Contribuição Sindical Rural


Normalmente nesta fase do ano a Confederação Nacional da Agricultura - CNA envia aos proprietários de imóveis rurais a Guia de Recolhimento da Contribuição Sindical Rural, tendo por base os dados declarados à Receita Federal do Brasil.

O quadro pode estimular indagações sobre a legitimidade da cobrança, em especial, quando o imóvel apenas integra o imobilizado ou, conforme o caso, estoque de empresa urbana, cujo objeto social mantenha distância razoável do agronegócio, nem mesmo existindo a condição de empregador rural.

Em abordagem estritamente técnica do fato, duas são as questões de ordem que, no contexto da contribuição sindical rural, merecem ser destacadas: a legitimidade ativa da Confederação Nacional da Agricultura - CNA; a sujeição passiva da obrigação tributária pelo proprietário de mais de um imóvel rural.

Neste sentido, nos termos da Súmula nº 396 do Superior Tribunal de Justiça - STJ, "A Confederação Nacional da Agricultura tem legitimidade ativa para a cobrança da contribuição sindical rural". Tal previsão por si já é suficiente para comprometer boa parte dos processos ainda em tramitação.

Em paralelo, segundo prevê o Decreto-Lei nº 1.166/1971, com redação conferida pela Lei nº 9.701/1998, são contribuintes da modalidade, na condição de "empresário ou empregador rural" (Art. 1º, II), sem prejuízo de outros, "os proprietários de mais de um imóvel rural, desde que a soma de suas áreas seja superior a dois módulos rurais da respectiva região (c)".

Reconhecidamente no caso apontado seria possível questionar o enquadramento no rol da sujeição passiva, inclusive pela inclusão em outra categoria econômica e também pela aparente "bitributação" (bis in idem), quando se considera os reflexos do Imposto sobre a Propriedade Territorial Rural - ITR.

Contudo os precedentes estabelecidos desfavoravelmente aos contribuintes são em volume digno de nota, o que pode acabar desestimulando novas investidas judiciais, ao menos, a partir das teses já rechaçadas pelos tribunais.

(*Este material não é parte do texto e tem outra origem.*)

//! Command Runner
//!
//! Executes external commands with their output forwarded live.
//! `run` attaches the child to this process's own stdout/stderr,
//! `run_with` pipes both streams into writers supplied by the caller.
//! Commands are spawned directly, never through a shell.

use std::collections::HashMap;
use std::io::{self, Read, Write};
use std::path::PathBuf;
use std::process::{Command, ExitStatus, Stdio};
use std::thread;

use thiserror::Error;

/// Size of the buffer used when forwarding piped output
const CHUNK_SIZE: usize = 8 * 1024;

/// Command runner errors
#[derive(Debug, Error)]
pub enum ExecutionError {
    /// The process could not be started (not found, permission denied, ...)
    #[error("failed to start `{command}`: {source}")]
    Spawn {
        command: String,
        #[source]
        source: io::Error,
    },
    /// The process ran but did not exit successfully
    #[error("`{command}` failed: {status}")]
    Failed { command: String, status: ExitStatus },
    /// Waiting on the process or forwarding its output failed
    #[error("I/O error while running `{command}`: {source}")]
    Io {
        command: String,
        #[source]
        source: io::Error,
    },
}

impl ExecutionError {
    /// The command that failed
    pub fn command(&self) -> &str {
        match self {
            ExecutionError::Spawn { command, .. }
            | ExecutionError::Failed { command, .. }
            | ExecutionError::Io { command, .. } => command,
        }
    }

    /// Exit status, if the process ran to completion
    pub fn status(&self) -> Option<ExitStatus> {
        match self {
            ExecutionError::Failed { status, .. } => Some(*status),
            _ => None,
        }
    }
}

/// Render the line announced before a command is spawned.
///
/// Arguments are shown as a bracketed, space-separated list, so
/// `echo a b` renders as `Executing command: echo [a b]`.
pub fn trace_line<S: AsRef<str>>(command: &str, args: &[S]) -> String {
    let rendered: Vec<&str> = args.iter().map(AsRef::as_ref).collect();
    format!("Executing command: {} [{}]", command, rendered.join(" "))
}

/// Command runner for executing CI build steps
#[derive(Debug, Clone, Default)]
pub struct CommandRunner {
    /// Environment variables to add
    env_additions: HashMap<String, String>,
    /// Working directory, inherited when unset
    working_directory: Option<PathBuf>,
}

impl CommandRunner {
    pub fn new() -> Self {
        Self::default()
    }

    /// Add an environment variable
    pub fn with_env(mut self, key: impl Into<String>, value: impl Into<String>) -> Self {
        self.env_additions.insert(key.into(), value.into());
        self
    }

    /// Run the child in `dir` instead of the current directory
    pub fn with_working_directory(mut self, dir: impl Into<PathBuf>) -> Self {
        self.working_directory = Some(dir.into());
        self
    }

    /// Run a command with its output attached to this process's console.
    ///
    /// Blocks until the child exits. Any failure to start, any non-zero exit
    /// and any signal termination is returned as an [`ExecutionError`].
    pub fn run<S: AsRef<str>>(&self, command: &str, args: &[S]) -> Result<(), ExecutionError> {
        {
            let mut stdout = io::stdout().lock();
            announce(&mut stdout, command, args)?;
        }

        let mut child = self
            .command(command, args)
            .stdin(Stdio::inherit())
            .stdout(Stdio::inherit())
            .stderr(Stdio::inherit())
            .spawn()
            .map_err(|source| ExecutionError::Spawn {
                command: command.to_string(),
                source,
            })?;
        tracing::debug!(command, pid = child.id(), "Spawned child process");

        let status = child.wait().map_err(|source| ExecutionError::Io {
            command: command.to_string(),
            source,
        })?;

        check_status(command, status)
    }

    /// Run a command, forwarding its stdout and stderr into the given writers.
    ///
    /// The trace line goes to `stdout` before the child is spawned. Each chunk
    /// the child writes is passed on and flushed as soon as it is read. Both
    /// pipes are drained and the child is reaped before this returns, even
    /// when a writer fails.
    pub fn run_with<S, O, E>(
        &self,
        command: &str,
        args: &[S],
        stdout: &mut O,
        stderr: &mut E,
    ) -> Result<(), ExecutionError>
    where
        S: AsRef<str>,
        O: Write + Send,
        E: Write + Send,
    {
        announce(stdout, command, args)?;

        let mut child = self
            .command(command, args)
            .stdin(Stdio::inherit())
            .stdout(Stdio::piped())
            .stderr(Stdio::piped())
            .spawn()
            .map_err(|source| ExecutionError::Spawn {
                command: command.to_string(),
                source,
            })?;
        tracing::debug!(command, pid = child.id(), "Spawned child process");

        let child_stdout = child.stdout.take();
        let child_stderr = child.stderr.take();

        // Drain both pipes concurrently so neither fills up and stalls the child
        let forwarded = thread::scope(|scope| {
            let err_handle = scope.spawn(move || match child_stderr {
                Some(pipe) => forward(pipe, stderr),
                None => Ok(()),
            });

            let out_result = match child_stdout {
                Some(pipe) => forward(pipe, stdout),
                None => Ok(()),
            };
            let err_result = err_handle
                .join()
                .unwrap_or_else(|_| Err(io::Error::other("stderr forwarding thread panicked")));

            out_result.and(err_result)
        });

        let status = child.wait().map_err(|source| ExecutionError::Io {
            command: command.to_string(),
            source,
        })?;

        forwarded.map_err(|source| ExecutionError::Io {
            command: command.to_string(),
            source,
        })?;

        check_status(command, status)
    }

    /// Run a command on the blocking thread pool
    pub async fn run_async<S: AsRef<str>>(
        &self,
        command: &str,
        args: &[S],
    ) -> Result<(), ExecutionError> {
        let runner = self.clone();
        let name = command.to_string();
        let owned_command = name.clone();
        let args: Vec<String> = args.iter().map(|a| a.as_ref().to_string()).collect();

        tokio::task::spawn_blocking(move || runner.run(&owned_command, args.as_slice()))
            .await
            .map_err(|e| ExecutionError::Io {
                command: name,
                source: io::Error::other(e),
            })?
    }

    fn command<S: AsRef<str>>(&self, command: &str, args: &[S]) -> Command {
        let mut cmd = Command::new(command);
        for arg in args {
            let arg: &str = arg.as_ref();
            cmd.arg(arg);
        }

        if let Some(dir) = &self.working_directory {
            cmd.current_dir(dir);
        }
        cmd.envs(&self.env_additions);

        cmd
    }
}

/// Write the trace line and flush it ahead of any child output
fn announce<W: Write, S: AsRef<str>>(
    out: &mut W,
    command: &str,
    args: &[S],
) -> Result<(), ExecutionError> {
    writeln!(out, "{}", trace_line(command, args))
        .and_then(|()| out.flush())
        .map_err(|source| ExecutionError::Io {
            command: command.to_string(),
            source,
        })
}

/// Copy `reader` into `writer` until EOF, flushing after every chunk.
///
/// A failing writer does not stop the copy: the rest of the pipe is
/// drained and discarded and the first write error is returned at the end.
fn forward<R: Read, W: Write>(mut reader: R, writer: &mut W) -> io::Result<()> {
    let mut buf = [0u8; CHUNK_SIZE];
    let mut sink_error = None;

    loop {
        let n = match reader.read(&mut buf) {
            Ok(0) => break,
            Ok(n) => n,
            Err(e) if e.kind() == io::ErrorKind::Interrupted => continue,
            Err(e) => return Err(e),
        };

        if sink_error.is_none() {
            if let Err(e) = writer.write_all(&buf[..n]).and_then(|()| writer.flush()) {
                sink_error = Some(e);
            }
        }
    }

    sink_error.map_or(Ok(()), Err)
}

fn check_status(command: &str, status: ExitStatus) -> Result<(), ExecutionError> {
    tracing::debug!(command, %status, "Child process exited");

    if status.success() {
        Ok(())
    } else {
        Err(ExecutionError::Failed {
            command: command.to_string(),
            status,
        })
    }
}

#[cfg(test)]
mod tests {
    use super::*;

    const NO_ARGS: &[&str] = &[];

    /// Writer that rejects every write
    struct BrokenSink;

    impl Write for BrokenSink {
        fn write(&mut self, _buf: &[u8]) -> io::Result<usize> {
            Err(io::Error::new(io::ErrorKind::BrokenPipe, "sink closed"))
        }

        fn flush(&mut self) -> io::Result<()> {
            Ok(())
        }
    }

    fn run_captured(
        runner: &CommandRunner,
        command: &str,
        args: &[&str],
    ) -> (Result<(), ExecutionError>, String, String) {
        let mut out = Vec::new();
        let mut err = Vec::new();
        let result = runner.run_with(command, args, &mut out, &mut err);
        (
            result,
            String::from_utf8(out).unwrap(),
            String::from_utf8(err).unwrap(),
        )
    }

    #[test]
    fn test_trace_line_format() {
        assert_eq!(
            trace_line("echo", &["a", "b"]),
            "Executing command: echo [a b]"
        );
        assert_eq!(trace_line("true", NO_ARGS), "Executing command: true []");
    }

    #[test]
    fn test_command_runner_with_env() {
        let runner = CommandRunner::new()
            .with_env("FOO", "bar")
            .with_env("BAZ", "qux");

        assert_eq!(runner.env_additions.get("FOO"), Some(&"bar".to_string()));
        assert_eq!(runner.env_additions.get("BAZ"), Some(&"qux".to_string()));
        assert!(runner.working_directory.is_none());
    }

    #[cfg(unix)]
    #[test]
    fn test_run_true_succeeds() {
        assert!(CommandRunner::new().run("true", NO_ARGS).is_ok());
    }

    #[cfg(unix)]
    #[test]
    fn test_run_false_fails() {
        let err = CommandRunner::new().run("false", NO_ARGS).unwrap_err();
        assert_eq!(err.command(), "false");
        assert_eq!(err.status().and_then(|s| s.code()), Some(1));
        assert!(err.to_string().contains("exit status"));
    }

    #[test]
    fn test_missing_binary_is_spawn_error() {
        let err = CommandRunner::new()
            .run("nonexistent-binary-xyz", NO_ARGS)
            .unwrap_err();
        match &err {
            ExecutionError::Spawn { source, .. } => {
                assert_eq!(source.kind(), io::ErrorKind::NotFound);
            }
            other => panic!("expected spawn error, got {other:?}"),
        }
        assert!(err.to_string().contains("nonexistent-binary-xyz"));
    }

    #[test]
    fn test_missing_binary_with_sinks_still_traces() {
        let (result, out, err) =
            run_captured(&CommandRunner::new(), "nonexistent-binary-xyz", &["--flag"]);
        assert!(matches!(result, Err(ExecutionError::Spawn { .. })));
        assert_eq!(out, "Executing command: nonexistent-binary-xyz [--flag]\n");
        assert!(err.is_empty());
    }

    #[cfg(unix)]
    #[test]
    fn test_trace_line_precedes_child_output() {
        let (result, out, _) = run_captured(&CommandRunner::new(), "sh", &["-c", "echo child"]);
        assert!(result.is_ok());
        assert_eq!(out, "Executing command: sh [-c echo child]\nchild\n");
    }

    #[cfg(unix)]
    #[test]
    fn test_args_passed_positionally_and_unmodified() {
        let (result, out, _) = run_captured(
            &CommandRunner::new(),
            "printf",
            &["%s|", "a", "b c", "$HOME", "*"],
        );
        assert!(result.is_ok());
        let (trace, body) = out.split_once('\n').unwrap();
        assert_eq!(trace, "Executing command: printf [%s| a b c $HOME *]");
        assert_eq!(body, "a|b c|$HOME|*|");
    }

    #[cfg(unix)]
    #[test]
    fn test_streams_forwarded_to_matching_sinks() {
        let (result, out, err) = run_captured(
            &CommandRunner::new(),
            "sh",
            &["-c", "echo to-out; echo to-err >&2"],
        );
        assert!(result.is_ok());
        assert!(out.ends_with("to-out\n"));
        assert!(!out.contains("to-err"));
        assert_eq!(err, "to-err\n");
    }

    #[cfg(unix)]
    #[test]
    fn test_nonzero_exit_keeps_stderr() {
        let (result, _, err) = run_captured(
            &CommandRunner::new(),
            "sh",
            &["-c", "echo boom >&2; exit 3"],
        );
        let error = result.unwrap_err();
        assert_eq!(error.status().and_then(|s| s.code()), Some(3));
        assert_eq!(err, "boom\n");
    }

    #[cfg(unix)]
    #[test]
    fn test_signal_termination_is_failure() {
        use std::os::unix::process::ExitStatusExt;

        let (result, _, _) = run_captured(&CommandRunner::new(), "sh", &["-c", "kill -9 $$"]);
        let status = result.unwrap_err().status().unwrap();
        assert_eq!(status.signal(), Some(9));
        assert_eq!(status.code(), None);
    }

    #[cfg(unix)]
    #[test]
    fn test_large_output_on_both_streams() {
        let (result, out, err) = run_captured(
            &CommandRunner::new(),
            "sh",
            &[
                "-c",
                "head -c 300000 /dev/zero | tr '\\0' o; head -c 300000 /dev/zero | tr '\\0' e >&2",
            ],
        );
        assert!(result.is_ok());
        let (_, body) = out.split_once('\n').unwrap();
        assert_eq!(body.len(), 300_000);
        assert_eq!(err.len(), 300_000);
    }

    #[cfg(unix)]
    #[test]
    fn test_broken_sink_reported_after_child_exits() {
        let mut out = Vec::new();
        let result = CommandRunner::new().run_with(
            "sh",
            &["-c", "echo err >&2; echo done"],
            &mut out,
            &mut BrokenSink,
        );
        match result {
            Err(ExecutionError::Io { source, .. }) => {
                assert_eq!(source.kind(), io::ErrorKind::BrokenPipe);
            }
            other => panic!("expected I/O error, got {other:?}"),
        }
        assert!(String::from_utf8(out).unwrap().ends_with("done\n"));
    }

    #[cfg(unix)]
    #[test]
    fn test_env_additions_reach_child() {
        let runner = CommandRunner::new().with_env("CI_POLL_TEST_VALUE", "hello");
        let (result, out, _) =
            run_captured(&runner, "sh", &["-c", "printf %s \"$CI_POLL_TEST_VALUE\""]);
        assert!(result.is_ok());
        assert!(out.ends_with("hello"));
    }

    #[cfg(unix)]
    #[test]
    fn test_working_directory() {
        let dir = tempfile::tempdir().unwrap();
        let runner = CommandRunner::new().with_working_directory(dir.path());
        let (result, out, _) = run_captured(&runner, "pwd", NO_ARGS);
        assert!(result.is_ok());

        let reported = out.lines().nth(1).unwrap();
        assert_eq!(
            std::path::Path::new(reported).canonicalize().unwrap(),
            dir.path().canonicalize().unwrap()
        );
    }

    #[cfg(unix)]
    #[tokio::test]
    async fn test_run_async() {
        let runner = CommandRunner::new();
        assert!(runner.run_async("true", NO_ARGS).await.is_ok());

        let err = runner.run_async("false", NO_ARGS).await.unwrap_err();
        assert!(matches!(err, ExecutionError::Failed { .. }));
    }
}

Assim sendo, considerando as consequências potenciais, em regra, é cabível uma dentre as seguintes recomendações: pagamento regular da contribuição sindical rural; ou depósito em juízo, na hipótese de se julgar viável o recurso à prestação jurisdicional, em resistência à obrigação tributária - particularmente se a relação custo-benefício for adequada, bem como as premissas forem de fato plausíveis.